→ **Exercise goal**: Determine the number of lines in these entries that hold the word "HashMap". Give the number and nothing more.

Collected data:
* * *
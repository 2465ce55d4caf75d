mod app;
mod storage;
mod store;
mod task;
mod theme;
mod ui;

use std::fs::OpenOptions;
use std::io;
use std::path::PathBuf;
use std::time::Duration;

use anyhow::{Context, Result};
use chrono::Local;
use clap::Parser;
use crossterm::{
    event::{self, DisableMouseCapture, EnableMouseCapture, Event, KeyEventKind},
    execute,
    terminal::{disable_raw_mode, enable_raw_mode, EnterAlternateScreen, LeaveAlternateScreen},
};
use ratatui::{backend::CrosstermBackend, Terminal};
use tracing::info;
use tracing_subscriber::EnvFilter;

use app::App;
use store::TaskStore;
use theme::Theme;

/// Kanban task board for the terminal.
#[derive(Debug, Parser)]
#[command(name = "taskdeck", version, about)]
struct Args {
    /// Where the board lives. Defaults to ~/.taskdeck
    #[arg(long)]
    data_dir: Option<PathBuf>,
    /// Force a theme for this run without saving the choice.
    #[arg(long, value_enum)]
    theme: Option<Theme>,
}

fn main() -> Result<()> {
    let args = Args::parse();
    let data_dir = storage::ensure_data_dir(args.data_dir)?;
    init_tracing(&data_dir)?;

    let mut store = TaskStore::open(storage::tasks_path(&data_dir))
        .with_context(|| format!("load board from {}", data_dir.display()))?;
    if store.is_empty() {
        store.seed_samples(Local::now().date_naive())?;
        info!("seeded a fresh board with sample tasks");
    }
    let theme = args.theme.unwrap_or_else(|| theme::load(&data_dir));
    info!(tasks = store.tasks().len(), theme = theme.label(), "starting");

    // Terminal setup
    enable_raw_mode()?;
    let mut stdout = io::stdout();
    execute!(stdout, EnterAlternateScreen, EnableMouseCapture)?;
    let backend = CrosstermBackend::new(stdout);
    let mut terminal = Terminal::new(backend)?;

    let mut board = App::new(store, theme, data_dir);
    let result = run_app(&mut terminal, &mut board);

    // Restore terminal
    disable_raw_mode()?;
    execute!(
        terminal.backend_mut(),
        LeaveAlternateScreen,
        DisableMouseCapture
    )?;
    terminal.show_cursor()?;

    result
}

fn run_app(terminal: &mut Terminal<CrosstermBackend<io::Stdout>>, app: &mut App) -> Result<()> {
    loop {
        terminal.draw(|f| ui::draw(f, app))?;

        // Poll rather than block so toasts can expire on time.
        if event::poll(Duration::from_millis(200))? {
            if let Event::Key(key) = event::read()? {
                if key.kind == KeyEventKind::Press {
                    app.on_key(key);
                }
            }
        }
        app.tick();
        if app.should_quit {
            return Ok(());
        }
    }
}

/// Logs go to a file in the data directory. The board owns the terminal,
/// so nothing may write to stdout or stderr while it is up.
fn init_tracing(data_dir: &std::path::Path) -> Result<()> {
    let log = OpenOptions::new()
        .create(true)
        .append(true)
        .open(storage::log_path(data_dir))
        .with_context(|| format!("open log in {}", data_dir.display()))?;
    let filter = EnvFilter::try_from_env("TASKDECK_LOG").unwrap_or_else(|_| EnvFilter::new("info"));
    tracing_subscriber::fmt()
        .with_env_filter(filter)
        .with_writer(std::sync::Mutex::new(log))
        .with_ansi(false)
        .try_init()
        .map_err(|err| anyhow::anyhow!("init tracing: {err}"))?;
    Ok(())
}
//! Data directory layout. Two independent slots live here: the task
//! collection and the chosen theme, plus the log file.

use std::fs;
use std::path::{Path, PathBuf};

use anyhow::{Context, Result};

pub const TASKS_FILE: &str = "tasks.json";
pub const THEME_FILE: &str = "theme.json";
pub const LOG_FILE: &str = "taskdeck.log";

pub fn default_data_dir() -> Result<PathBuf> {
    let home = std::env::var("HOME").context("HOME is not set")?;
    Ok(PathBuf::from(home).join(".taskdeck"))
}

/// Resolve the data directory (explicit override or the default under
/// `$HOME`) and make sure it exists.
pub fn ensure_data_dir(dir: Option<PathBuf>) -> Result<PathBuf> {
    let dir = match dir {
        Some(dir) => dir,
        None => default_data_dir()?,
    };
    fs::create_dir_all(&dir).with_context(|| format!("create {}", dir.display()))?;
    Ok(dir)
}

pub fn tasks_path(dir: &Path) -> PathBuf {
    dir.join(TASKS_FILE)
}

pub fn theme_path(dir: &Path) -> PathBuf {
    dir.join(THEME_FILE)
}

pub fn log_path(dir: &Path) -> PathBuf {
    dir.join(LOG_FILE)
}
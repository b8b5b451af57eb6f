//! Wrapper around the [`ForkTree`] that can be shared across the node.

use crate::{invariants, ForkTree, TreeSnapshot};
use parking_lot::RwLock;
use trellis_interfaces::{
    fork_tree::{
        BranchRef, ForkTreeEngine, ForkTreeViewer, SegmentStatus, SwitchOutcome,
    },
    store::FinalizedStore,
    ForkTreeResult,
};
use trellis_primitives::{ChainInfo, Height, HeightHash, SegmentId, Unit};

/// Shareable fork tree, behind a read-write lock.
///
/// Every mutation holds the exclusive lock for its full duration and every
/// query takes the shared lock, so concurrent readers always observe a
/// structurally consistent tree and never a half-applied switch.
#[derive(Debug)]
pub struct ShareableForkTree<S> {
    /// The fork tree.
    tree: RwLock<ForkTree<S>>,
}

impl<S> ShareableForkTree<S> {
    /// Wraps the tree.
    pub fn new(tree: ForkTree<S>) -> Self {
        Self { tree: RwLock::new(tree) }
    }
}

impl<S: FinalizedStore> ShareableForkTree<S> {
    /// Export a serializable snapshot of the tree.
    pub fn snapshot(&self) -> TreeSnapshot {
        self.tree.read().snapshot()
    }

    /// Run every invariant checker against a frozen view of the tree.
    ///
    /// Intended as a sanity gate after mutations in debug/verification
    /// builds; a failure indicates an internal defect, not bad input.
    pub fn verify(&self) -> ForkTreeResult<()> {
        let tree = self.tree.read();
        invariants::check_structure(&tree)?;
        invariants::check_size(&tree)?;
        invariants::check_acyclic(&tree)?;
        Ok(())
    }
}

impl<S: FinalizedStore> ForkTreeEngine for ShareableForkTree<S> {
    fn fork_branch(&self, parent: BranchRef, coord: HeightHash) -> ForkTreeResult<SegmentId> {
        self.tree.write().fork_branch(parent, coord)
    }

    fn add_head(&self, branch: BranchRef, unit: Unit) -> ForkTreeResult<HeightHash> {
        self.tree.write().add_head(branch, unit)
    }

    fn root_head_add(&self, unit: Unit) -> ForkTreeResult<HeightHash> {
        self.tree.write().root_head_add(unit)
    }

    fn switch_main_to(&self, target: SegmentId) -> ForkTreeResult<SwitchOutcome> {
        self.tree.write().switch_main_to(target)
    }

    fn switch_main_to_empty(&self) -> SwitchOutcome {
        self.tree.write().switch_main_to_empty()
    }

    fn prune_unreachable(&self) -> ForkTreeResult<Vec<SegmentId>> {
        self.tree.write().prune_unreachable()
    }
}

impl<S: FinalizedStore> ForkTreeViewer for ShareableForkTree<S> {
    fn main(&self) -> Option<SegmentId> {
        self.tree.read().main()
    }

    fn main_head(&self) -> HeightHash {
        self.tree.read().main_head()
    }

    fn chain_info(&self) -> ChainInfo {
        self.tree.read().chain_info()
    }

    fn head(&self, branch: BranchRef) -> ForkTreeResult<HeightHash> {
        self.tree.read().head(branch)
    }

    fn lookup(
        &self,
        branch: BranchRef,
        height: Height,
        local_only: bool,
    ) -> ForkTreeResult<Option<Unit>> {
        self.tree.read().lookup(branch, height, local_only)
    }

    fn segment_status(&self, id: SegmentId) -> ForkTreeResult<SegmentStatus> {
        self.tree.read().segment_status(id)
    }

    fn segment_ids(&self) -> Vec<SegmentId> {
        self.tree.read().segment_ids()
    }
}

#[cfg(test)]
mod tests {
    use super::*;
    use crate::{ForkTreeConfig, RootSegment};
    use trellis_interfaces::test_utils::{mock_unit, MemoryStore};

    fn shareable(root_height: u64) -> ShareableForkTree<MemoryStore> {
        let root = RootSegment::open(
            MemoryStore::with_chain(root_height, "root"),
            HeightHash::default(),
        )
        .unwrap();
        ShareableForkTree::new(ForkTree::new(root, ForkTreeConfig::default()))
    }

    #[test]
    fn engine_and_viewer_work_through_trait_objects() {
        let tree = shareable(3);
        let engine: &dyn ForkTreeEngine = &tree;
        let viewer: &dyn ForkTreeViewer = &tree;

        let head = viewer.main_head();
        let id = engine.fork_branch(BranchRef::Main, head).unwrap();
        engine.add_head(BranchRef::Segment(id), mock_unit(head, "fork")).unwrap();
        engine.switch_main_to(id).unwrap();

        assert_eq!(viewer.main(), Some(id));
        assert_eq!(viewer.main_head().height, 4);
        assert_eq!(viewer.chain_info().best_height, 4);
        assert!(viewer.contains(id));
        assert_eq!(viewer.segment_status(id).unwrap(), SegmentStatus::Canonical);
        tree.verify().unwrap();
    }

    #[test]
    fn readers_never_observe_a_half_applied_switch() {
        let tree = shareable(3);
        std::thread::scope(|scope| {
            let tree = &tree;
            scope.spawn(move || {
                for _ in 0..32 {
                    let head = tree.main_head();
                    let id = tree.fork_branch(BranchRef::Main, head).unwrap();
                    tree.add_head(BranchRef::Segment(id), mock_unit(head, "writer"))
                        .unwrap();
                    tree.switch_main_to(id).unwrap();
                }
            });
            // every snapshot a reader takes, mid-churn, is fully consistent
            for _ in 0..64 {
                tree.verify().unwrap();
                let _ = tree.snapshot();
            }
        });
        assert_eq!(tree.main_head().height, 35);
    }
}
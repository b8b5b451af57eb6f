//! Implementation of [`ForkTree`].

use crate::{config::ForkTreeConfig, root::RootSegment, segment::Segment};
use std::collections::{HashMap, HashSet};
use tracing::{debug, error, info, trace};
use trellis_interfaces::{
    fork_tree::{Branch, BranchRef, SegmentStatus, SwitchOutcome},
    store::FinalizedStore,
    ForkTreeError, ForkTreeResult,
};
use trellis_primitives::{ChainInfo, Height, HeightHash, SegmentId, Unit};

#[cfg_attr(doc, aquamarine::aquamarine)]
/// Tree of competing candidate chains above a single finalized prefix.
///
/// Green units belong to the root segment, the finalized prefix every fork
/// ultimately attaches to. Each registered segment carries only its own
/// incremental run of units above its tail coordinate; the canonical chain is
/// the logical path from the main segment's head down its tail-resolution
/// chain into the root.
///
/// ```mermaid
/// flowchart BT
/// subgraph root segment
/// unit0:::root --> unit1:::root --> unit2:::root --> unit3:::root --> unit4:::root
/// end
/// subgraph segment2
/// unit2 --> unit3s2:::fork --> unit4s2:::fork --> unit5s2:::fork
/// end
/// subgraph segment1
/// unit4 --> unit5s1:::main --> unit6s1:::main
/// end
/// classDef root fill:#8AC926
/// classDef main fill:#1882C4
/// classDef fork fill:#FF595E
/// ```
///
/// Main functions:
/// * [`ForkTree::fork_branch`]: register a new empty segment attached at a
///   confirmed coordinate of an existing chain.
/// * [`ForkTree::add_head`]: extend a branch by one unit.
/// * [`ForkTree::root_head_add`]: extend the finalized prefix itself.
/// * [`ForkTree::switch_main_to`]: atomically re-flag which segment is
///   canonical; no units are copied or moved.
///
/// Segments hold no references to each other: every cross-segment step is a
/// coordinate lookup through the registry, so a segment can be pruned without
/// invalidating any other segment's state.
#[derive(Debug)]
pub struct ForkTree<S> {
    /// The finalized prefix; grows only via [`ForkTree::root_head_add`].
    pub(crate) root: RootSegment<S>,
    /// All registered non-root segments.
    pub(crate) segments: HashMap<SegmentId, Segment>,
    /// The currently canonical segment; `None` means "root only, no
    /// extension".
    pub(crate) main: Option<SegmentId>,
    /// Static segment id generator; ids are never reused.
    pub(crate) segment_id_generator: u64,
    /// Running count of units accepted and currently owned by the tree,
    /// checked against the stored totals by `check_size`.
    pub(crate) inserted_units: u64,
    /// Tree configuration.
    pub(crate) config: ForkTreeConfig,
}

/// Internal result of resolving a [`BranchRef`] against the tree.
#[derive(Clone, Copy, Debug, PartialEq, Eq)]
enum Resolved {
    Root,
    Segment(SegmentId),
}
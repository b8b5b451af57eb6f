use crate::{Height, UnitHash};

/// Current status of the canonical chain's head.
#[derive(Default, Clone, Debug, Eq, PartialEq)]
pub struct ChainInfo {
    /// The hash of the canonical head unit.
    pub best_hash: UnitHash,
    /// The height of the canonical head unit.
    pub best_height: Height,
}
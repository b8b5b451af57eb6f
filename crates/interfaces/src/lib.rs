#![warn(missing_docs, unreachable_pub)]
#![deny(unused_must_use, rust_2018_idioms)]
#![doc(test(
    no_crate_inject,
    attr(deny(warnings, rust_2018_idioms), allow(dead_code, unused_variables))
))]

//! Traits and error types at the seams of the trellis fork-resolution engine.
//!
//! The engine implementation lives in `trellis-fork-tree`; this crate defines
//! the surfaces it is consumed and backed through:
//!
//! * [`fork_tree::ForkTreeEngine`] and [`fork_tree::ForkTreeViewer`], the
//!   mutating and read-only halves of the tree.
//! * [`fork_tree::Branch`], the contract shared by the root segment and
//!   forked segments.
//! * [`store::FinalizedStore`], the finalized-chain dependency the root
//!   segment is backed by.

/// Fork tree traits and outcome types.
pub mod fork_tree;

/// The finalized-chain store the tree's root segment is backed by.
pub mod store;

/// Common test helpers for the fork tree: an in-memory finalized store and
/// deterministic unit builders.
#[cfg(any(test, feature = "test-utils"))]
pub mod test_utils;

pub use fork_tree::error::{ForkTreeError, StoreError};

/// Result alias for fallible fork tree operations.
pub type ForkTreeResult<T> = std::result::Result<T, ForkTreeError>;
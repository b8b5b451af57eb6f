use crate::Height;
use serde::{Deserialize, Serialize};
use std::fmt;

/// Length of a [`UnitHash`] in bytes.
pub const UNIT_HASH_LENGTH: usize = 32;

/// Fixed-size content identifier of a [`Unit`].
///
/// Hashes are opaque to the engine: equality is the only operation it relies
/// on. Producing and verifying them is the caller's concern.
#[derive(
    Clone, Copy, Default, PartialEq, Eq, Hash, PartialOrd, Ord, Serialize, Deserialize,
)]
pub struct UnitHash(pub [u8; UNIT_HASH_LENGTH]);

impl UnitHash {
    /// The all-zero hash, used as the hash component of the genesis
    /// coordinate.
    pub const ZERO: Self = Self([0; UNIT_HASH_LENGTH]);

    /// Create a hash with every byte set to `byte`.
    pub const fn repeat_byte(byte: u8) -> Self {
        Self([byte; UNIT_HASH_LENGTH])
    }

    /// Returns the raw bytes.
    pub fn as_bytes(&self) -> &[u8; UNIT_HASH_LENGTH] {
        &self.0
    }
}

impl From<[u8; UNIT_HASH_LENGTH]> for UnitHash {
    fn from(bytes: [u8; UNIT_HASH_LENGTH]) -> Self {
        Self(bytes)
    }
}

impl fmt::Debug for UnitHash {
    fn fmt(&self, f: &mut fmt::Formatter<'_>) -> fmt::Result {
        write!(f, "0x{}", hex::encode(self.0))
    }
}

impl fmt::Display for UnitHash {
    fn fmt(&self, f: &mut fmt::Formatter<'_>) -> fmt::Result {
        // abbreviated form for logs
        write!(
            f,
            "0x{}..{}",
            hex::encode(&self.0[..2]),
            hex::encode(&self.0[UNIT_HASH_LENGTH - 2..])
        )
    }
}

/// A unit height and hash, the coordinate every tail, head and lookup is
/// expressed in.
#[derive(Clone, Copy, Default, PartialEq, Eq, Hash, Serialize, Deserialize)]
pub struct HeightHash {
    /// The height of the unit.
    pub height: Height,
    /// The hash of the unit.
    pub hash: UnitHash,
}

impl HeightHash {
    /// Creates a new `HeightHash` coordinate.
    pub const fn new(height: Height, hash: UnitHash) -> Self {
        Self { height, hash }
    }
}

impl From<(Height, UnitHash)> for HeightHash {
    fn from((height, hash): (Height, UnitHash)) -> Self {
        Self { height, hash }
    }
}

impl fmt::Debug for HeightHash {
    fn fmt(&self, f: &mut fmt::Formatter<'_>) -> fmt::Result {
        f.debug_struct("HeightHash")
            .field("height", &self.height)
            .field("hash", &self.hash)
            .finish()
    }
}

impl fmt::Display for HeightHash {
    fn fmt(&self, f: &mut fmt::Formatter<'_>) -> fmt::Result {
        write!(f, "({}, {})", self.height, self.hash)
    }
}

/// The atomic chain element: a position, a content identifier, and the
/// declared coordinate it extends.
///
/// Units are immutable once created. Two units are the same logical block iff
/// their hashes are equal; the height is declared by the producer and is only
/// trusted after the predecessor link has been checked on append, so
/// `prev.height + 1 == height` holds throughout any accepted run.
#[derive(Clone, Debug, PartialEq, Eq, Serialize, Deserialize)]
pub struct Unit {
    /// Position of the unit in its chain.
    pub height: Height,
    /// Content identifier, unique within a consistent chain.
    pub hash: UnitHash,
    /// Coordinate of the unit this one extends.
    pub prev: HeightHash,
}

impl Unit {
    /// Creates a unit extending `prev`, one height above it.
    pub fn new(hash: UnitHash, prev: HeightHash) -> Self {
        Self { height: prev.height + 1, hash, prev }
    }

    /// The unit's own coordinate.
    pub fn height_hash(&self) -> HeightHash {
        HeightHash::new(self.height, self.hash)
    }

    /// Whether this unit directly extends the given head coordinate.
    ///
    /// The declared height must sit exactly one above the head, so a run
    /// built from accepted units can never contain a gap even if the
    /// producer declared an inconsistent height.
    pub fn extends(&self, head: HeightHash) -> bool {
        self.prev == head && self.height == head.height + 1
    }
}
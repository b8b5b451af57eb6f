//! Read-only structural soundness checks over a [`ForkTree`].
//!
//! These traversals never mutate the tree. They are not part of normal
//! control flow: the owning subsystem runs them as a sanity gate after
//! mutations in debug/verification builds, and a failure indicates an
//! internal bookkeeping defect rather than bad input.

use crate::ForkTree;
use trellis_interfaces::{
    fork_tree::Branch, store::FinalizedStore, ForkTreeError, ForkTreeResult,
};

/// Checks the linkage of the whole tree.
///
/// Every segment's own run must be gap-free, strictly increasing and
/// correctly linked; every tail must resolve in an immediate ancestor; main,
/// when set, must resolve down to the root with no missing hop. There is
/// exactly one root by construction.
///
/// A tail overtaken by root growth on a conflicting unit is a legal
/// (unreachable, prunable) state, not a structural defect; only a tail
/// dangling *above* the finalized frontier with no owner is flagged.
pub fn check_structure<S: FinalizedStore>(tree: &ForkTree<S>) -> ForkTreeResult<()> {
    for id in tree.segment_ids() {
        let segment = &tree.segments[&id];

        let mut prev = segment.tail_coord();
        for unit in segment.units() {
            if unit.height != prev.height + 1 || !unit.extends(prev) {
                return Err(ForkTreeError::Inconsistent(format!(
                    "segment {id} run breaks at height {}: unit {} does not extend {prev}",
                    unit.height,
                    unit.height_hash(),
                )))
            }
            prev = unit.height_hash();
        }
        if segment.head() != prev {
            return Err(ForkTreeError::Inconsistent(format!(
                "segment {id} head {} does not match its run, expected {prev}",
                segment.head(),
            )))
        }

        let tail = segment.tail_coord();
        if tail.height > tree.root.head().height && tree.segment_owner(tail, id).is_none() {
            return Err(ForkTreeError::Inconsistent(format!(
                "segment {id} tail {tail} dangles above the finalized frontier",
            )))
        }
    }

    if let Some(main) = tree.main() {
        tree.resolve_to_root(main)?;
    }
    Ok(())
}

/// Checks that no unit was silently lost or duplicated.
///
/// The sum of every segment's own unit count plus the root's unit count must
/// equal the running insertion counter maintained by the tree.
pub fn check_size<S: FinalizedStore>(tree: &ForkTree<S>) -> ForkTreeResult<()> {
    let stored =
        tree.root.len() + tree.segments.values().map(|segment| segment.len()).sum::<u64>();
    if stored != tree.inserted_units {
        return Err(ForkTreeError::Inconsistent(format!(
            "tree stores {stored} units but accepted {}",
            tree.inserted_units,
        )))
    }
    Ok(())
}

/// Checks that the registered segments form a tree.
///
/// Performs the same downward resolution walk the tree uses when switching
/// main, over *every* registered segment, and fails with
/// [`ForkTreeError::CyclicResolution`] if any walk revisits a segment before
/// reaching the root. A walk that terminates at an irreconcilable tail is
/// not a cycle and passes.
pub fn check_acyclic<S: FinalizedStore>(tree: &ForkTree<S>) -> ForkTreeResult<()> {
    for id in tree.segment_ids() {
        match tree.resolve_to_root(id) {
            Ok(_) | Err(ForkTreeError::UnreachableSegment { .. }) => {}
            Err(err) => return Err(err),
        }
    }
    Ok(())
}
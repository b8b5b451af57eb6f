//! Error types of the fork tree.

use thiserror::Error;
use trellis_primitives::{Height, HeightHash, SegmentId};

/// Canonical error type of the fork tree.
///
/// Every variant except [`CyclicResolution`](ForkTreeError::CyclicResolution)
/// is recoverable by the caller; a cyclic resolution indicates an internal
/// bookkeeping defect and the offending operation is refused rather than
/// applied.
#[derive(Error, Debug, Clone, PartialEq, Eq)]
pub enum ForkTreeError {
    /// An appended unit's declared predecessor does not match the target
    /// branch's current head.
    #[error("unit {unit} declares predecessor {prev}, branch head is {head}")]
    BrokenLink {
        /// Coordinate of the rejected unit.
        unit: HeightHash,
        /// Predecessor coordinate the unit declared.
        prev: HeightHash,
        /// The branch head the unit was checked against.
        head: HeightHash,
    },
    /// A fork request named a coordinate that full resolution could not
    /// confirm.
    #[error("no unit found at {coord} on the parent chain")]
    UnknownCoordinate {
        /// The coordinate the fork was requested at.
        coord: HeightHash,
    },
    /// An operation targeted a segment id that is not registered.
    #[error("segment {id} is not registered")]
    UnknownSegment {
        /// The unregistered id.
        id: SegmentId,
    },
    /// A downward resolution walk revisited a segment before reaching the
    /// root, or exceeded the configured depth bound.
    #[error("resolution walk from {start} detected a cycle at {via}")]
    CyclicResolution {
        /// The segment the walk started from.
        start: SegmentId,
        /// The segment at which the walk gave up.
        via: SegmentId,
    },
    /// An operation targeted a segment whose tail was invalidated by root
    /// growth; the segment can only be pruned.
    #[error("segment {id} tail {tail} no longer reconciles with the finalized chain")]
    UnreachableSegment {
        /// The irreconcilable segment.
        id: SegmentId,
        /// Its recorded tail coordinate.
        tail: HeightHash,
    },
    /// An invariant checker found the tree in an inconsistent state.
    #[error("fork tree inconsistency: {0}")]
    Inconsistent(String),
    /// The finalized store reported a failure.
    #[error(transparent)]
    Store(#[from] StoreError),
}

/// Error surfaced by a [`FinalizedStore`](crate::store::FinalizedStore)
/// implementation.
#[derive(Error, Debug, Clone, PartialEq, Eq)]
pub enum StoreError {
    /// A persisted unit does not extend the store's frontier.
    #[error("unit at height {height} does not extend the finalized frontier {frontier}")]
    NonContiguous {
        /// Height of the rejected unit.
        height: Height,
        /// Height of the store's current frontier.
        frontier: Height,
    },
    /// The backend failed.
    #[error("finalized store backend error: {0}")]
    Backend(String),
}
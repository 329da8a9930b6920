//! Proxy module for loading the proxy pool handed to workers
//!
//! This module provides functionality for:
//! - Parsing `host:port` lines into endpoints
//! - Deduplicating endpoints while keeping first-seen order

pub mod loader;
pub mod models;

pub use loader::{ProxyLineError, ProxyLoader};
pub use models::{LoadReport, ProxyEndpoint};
* * *
→ **Expected output**: 2